(EXERCISE BRIEF): Whenever the string "reason" appears in a line below, please copy the line out.

(DATA PROVIDED):
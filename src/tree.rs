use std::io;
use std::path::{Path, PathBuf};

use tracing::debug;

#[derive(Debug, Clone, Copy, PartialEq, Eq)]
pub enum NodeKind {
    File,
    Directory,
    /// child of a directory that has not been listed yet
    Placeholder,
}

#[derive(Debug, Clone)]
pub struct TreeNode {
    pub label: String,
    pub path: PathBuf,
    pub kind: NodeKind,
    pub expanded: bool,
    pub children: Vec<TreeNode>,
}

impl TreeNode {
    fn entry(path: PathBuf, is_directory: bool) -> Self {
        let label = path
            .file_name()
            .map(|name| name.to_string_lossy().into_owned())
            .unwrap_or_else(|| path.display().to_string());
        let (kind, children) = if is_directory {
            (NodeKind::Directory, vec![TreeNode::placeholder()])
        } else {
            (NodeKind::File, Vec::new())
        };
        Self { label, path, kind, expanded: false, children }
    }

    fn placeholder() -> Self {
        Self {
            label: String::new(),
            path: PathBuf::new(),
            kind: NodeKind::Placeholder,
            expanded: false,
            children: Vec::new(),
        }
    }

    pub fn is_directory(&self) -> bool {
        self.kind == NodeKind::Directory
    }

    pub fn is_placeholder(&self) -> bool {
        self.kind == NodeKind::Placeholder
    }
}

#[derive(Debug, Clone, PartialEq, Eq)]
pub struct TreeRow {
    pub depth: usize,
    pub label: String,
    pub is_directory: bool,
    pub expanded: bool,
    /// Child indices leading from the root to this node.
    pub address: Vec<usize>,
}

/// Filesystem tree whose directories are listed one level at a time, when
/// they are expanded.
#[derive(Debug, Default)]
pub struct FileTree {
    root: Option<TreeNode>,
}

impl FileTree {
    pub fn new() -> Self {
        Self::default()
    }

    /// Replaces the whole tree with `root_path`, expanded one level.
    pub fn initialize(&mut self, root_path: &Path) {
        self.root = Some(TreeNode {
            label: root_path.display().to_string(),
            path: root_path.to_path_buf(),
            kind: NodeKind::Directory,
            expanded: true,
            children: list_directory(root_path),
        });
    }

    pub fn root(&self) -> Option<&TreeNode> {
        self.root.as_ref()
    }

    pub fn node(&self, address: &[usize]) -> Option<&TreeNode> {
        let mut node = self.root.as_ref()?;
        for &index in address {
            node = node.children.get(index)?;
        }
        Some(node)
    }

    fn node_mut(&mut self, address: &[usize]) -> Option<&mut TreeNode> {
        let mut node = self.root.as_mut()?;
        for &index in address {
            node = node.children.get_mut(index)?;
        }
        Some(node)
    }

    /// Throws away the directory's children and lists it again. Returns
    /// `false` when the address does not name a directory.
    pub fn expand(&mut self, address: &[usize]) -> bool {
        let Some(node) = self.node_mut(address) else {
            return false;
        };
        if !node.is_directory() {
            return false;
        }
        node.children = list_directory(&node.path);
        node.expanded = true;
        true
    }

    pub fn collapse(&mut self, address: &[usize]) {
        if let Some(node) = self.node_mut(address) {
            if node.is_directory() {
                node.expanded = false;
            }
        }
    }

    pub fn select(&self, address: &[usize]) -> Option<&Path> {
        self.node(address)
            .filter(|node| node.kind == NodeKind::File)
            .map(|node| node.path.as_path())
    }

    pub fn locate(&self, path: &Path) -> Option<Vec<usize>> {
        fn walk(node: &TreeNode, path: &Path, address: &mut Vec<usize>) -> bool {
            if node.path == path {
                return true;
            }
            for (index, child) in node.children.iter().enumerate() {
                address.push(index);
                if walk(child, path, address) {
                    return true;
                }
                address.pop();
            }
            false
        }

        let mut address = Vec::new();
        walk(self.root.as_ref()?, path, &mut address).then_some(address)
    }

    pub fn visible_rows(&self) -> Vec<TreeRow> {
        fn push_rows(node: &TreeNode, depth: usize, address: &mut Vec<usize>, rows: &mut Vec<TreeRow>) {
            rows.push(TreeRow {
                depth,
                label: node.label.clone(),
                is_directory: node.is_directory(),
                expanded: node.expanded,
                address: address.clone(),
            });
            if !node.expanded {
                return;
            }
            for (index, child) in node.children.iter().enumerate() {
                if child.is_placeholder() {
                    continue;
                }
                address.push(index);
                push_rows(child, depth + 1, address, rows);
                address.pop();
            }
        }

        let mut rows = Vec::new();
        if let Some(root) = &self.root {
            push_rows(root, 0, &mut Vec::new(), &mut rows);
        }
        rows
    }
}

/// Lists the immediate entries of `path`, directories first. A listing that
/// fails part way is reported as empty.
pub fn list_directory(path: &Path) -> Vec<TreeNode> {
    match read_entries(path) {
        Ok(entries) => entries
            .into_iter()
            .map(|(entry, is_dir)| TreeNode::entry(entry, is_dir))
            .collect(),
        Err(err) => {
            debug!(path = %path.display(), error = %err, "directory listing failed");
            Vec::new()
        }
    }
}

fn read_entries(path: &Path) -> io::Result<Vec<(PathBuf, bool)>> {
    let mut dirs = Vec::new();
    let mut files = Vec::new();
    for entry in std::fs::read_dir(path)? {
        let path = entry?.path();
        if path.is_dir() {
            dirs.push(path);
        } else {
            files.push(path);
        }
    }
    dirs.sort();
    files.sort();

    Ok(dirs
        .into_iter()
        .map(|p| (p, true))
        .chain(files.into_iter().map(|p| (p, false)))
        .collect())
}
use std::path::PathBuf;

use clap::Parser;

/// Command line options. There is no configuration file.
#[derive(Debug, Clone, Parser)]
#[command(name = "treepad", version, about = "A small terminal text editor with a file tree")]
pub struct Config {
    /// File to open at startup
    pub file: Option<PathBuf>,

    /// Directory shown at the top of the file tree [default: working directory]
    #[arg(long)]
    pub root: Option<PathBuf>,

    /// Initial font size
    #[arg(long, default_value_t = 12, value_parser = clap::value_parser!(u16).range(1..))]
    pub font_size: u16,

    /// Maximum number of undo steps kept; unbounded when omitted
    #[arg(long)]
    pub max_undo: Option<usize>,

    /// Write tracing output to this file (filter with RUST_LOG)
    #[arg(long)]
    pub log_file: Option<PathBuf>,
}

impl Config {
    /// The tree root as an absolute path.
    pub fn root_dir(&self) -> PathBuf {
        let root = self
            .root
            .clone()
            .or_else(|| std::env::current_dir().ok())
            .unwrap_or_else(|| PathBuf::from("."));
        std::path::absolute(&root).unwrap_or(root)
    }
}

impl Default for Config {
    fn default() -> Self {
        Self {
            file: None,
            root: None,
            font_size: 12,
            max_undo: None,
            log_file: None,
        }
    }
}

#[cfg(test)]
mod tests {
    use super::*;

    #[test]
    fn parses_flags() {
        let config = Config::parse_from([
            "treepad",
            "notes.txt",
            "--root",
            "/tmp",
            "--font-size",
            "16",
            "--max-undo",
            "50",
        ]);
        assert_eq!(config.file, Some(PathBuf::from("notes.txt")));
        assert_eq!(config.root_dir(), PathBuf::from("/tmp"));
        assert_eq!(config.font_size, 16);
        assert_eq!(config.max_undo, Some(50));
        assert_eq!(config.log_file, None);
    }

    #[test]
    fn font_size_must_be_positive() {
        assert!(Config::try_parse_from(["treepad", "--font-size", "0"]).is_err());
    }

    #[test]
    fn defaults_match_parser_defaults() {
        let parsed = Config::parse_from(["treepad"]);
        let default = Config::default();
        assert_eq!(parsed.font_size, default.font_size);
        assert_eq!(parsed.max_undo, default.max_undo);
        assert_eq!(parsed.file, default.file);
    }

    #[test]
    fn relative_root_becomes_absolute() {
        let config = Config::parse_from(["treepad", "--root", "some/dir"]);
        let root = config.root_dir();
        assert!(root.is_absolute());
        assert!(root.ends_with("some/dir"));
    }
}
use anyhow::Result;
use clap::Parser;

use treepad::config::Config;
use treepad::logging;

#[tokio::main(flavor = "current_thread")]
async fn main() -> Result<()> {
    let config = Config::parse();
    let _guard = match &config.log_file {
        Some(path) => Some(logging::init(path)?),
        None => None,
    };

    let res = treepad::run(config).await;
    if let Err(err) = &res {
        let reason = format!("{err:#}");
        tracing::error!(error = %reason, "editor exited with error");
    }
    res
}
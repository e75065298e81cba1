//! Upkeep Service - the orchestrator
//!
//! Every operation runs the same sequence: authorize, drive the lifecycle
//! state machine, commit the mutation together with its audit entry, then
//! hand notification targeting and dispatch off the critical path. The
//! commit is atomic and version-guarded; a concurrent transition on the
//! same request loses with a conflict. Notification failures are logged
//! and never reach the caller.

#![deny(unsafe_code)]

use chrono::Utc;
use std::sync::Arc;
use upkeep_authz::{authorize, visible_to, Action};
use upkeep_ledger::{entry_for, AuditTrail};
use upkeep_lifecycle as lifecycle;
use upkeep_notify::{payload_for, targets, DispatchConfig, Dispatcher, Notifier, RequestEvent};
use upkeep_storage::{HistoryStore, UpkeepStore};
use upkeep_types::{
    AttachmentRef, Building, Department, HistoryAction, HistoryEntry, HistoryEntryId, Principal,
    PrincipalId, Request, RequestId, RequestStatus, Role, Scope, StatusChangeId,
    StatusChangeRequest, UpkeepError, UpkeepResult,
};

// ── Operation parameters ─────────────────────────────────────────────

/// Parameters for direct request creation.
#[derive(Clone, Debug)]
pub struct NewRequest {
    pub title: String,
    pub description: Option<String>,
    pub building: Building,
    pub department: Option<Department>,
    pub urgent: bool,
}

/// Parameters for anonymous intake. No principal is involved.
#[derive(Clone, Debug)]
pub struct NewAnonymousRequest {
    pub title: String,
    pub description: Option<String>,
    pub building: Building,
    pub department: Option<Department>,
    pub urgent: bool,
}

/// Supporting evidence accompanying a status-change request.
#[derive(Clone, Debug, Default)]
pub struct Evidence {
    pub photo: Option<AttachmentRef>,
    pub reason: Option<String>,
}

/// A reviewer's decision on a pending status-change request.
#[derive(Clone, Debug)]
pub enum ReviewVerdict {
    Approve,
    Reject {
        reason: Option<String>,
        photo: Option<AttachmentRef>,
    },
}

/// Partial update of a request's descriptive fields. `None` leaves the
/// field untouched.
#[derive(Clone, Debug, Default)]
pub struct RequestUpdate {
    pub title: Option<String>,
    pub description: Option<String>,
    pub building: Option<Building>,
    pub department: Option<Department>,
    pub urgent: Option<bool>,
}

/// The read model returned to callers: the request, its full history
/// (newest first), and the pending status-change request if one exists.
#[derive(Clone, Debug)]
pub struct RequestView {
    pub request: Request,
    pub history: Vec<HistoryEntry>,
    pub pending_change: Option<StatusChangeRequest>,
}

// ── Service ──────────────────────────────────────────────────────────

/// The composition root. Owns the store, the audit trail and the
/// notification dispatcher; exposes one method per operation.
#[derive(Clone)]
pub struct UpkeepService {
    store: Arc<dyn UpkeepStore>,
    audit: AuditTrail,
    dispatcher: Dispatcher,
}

(WRITTEN ANSWER):
        let reason = format!("{err:#}");
        tracing::error!(error = %reason, "editor exited with error");
    pub reason: Option<String>,
        reason: Option<String>,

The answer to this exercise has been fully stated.